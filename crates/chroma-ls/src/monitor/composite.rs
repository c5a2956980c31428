// Copyright (c) 2025 Felix Kahle.
//
// Permission is hereby granted, free of charge, to any person obtaining
// a copy of this software and associated documentation files (the
// "Software"), to deal in the Software without restriction, including
// without limitation the rights to use, copy, modify, merge, publish,
// distribute, sublicense, and/or sell copies of the Software, and to
// permit persons to whom the Software is furnished to do so, subject to
// the following conditions:
//
// The above copyright notice and this permission notice shall be
// included in all copies or substantial portions of the Software.
//
// THE SOFTWARE IS PROVIDED "AS IS", WITHOUT WARRANTY OF ANY KIND,
// EXPRESS OR IMPLIED, INCLUDING BUT NOT LIMITED TO THE WARRANTIES OF
// MERCHANTABILITY, FITNESS FOR A PARTICULAR PURPOSE AND
// NONINFRINGEMENT. IN NO EVENT SHALL THE AUTHORS OR COPYRIGHT HOLDERS BE
// LIABLE FOR ANY CLAIM, DAMAGES OR OTHER LIABILITY, WHETHER IN AN ACTION
// OF CONTRACT, TORT OR OTHERWISE, ARISING FROM, OUT OF OR IN CONNECTION
// WITH THE SOFTWARE OR THE USE OR OTHER DEALINGS IN THE SOFTWARE.

use crate::{
    config::SearchConfig,
    monitor::search_monitor::{SearchCommand, SearchMonitor, SearchProgress},
    result::TerminationReason,
    stats::SearchStatistics,
};
use chroma_model::{coloring::Coloring, graph::Graph};

/// Fans every callback out to a list of monitors.
///
/// `search_command` returns the first termination request, in insertion order.
#[derive(Default)]
pub struct CompositeMonitor<'a> {
    monitors: Vec<Box<dyn SearchMonitor + 'a>>,
}

impl<'a> CompositeMonitor<'a> {
    #[inline]
    pub fn new() -> Self {
        Self {
            monitors: Vec::new(),
        }
    }

    #[inline]
    pub fn with_capacity(capacity: usize) -> Self {
        Self {
            monitors: Vec::with_capacity(capacity),
        }
    }

    #[inline]
    pub fn add_monitor<M>(&mut self, monitor: M)
    where
        M: SearchMonitor + 'a,
    {
        self.monitors.push(Box::new(monitor));
    }

    #[inline]
    pub fn add_boxed_monitor(&mut self, monitor: Box<dyn SearchMonitor + 'a>) {
        self.monitors.push(monitor);
    }

    #[inline]
    pub fn monitors(&self) -> &[Box<dyn SearchMonitor + 'a>] {
        &self.monitors
    }

    #[inline]
    pub fn len(&self) -> usize {
        self.monitors.len()
    }

    #[inline]
    pub fn is_empty(&self) -> bool {
        self.monitors.is_empty()
    }
}

impl<'a> SearchMonitor for CompositeMonitor<'a> {
    fn name(&self) -> &str {
        "CompositeMonitor"
    }

    fn on_start(&mut self, graph: &Graph, config: &SearchConfig, progress: &SearchProgress) {
        for m in &mut self.monitors {
            m.on_start(graph, config, progress);
        }
    }

    fn on_step(
        &mut self,
        coloring: &Coloring,
        progress: &SearchProgress,
        statistics: &SearchStatistics,
    ) {
        for m in &mut self.monitors {
            m.on_step(coloring, progress, statistics);
        }
    }

    fn on_reconcile(
        &mut self,
        incremental_edges: usize,
        recounted_edges: usize,
        statistics: &SearchStatistics,
    ) {
        for m in &mut self.monitors {
            m.on_reconcile(incremental_edges, recounted_edges, statistics);
        }
    }

    fn on_end(
        &mut self,
        coloring: &Coloring,
        reason: &TerminationReason,
        statistics: &SearchStatistics,
    ) {
        for m in &mut self.monitors {
            m.on_end(coloring, reason, statistics);
        }
    }

    fn search_command(&mut self, statistics: &SearchStatistics) -> SearchCommand {
        for m in &mut self.monitors {
            if let SearchCommand::Terminate(reason) = m.search_command(statistics) {
                return SearchCommand::Terminate(reason);
            }
        }
        SearchCommand::Continue
    }
}

#[cfg(test)]
mod tests {
    use super::*;
    use std::cell::RefCell;

    struct Recording<'r> {
        tag: &'static str,
        events: &'r RefCell<Vec<String>>,
        stop_at: Option<u64>,
    }

    impl SearchMonitor for Recording<'_> {
        fn name(&self) -> &str {
            self.tag
        }

        fn on_start(&mut self, _graph: &Graph, _config: &SearchConfig, _progress: &SearchProgress) {
            self.events.borrow_mut().push(format!("{}:start", self.tag));
        }

        fn on_step(
            &mut self,
            _coloring: &Coloring,
            progress: &SearchProgress,
            _statistics: &SearchStatistics,
        ) {
            self.events
                .borrow_mut()
                .push(format!("{}:step{}", self.tag, progress.step));
        }

        fn on_end(
            &mut self,
            _coloring: &Coloring,
            reason: &TerminationReason,
            _statistics: &SearchStatistics,
        ) {
            self.events
                .borrow_mut()
                .push(format!("{}:end:{}", self.tag, reason));
        }

        fn search_command(&mut self, statistics: &SearchStatistics) -> SearchCommand {
            match self.stop_at {
                Some(limit) if statistics.steps >= limit => {
                    SearchCommand::Terminate(format!("{} limit", self.tag))
                }
                _ => SearchCommand::Continue,
            }
        }
    }

    #[test]
    fn test_callbacks_reach_every_monitor_in_order() {
        let events = RefCell::new(Vec::new());
        let mut composite = CompositeMonitor::with_capacity(2);
        composite.add_monitor(Recording {
            tag: "a",
            events: &events,
            stop_at: None,
        });
        composite.add_boxed_monitor(Box::new(Recording {
            tag: "b",
            events: &events,
            stop_at: None,
        }));
        assert_eq!(composite.len(), 2);

        let graph = Graph::empty(1);
        let config = SearchConfig::builder(2, 10).build().unwrap();
        let progress = SearchProgress {
            step: 1,
            ..Default::default()
        };
        let coloring = Coloring::from_iter([0]);
        let stats = SearchStatistics::default();

        composite.on_start(&graph, &config, &progress);
        composite.on_step(&coloring, &progress, &stats);
        composite.on_end(&coloring, &TerminationReason::Succeeded, &stats);

        assert_eq!(
            *events.borrow(),
            vec![
                "a:start",
                "b:start",
                "a:step1",
                "b:step1",
                "a:end:Succeeded",
                "b:end:Succeeded"
            ]
        );
    }

    #[test]
    fn test_first_termination_request_wins() {
        let events = RefCell::new(Vec::new());
        let mut composite = CompositeMonitor::new();
        composite.add_monitor(Recording {
            tag: "late",
            events: &events,
            stop_at: Some(10),
        });
        composite.add_monitor(Recording {
            tag: "early",
            events: &events,
            stop_at: Some(2),
        });

        let mut stats = SearchStatistics::default();
        assert_eq!(composite.search_command(&stats), SearchCommand::Continue);

        stats.steps = 5;
        assert_eq!(
            composite.search_command(&stats),
            SearchCommand::Terminate("early limit".to_string())
        );

        stats.steps = 10;
        assert_eq!(
            composite.search_command(&stats),
            SearchCommand::Terminate("late limit".to_string())
        );
    }

    #[test]
    fn test_empty_composite_continues() {
        let mut composite = CompositeMonitor::default();
        assert!(composite.is_empty());
        assert_eq!(
            composite.search_command(&SearchStatistics::default()),
            SearchCommand::Continue
        );
    }
}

================================

PROBLEM TO WORK ON
In the listing above, count the lines that contain "Succeeded". Give the number and nothing else.

ANSWER TO THIS EXERCISE
3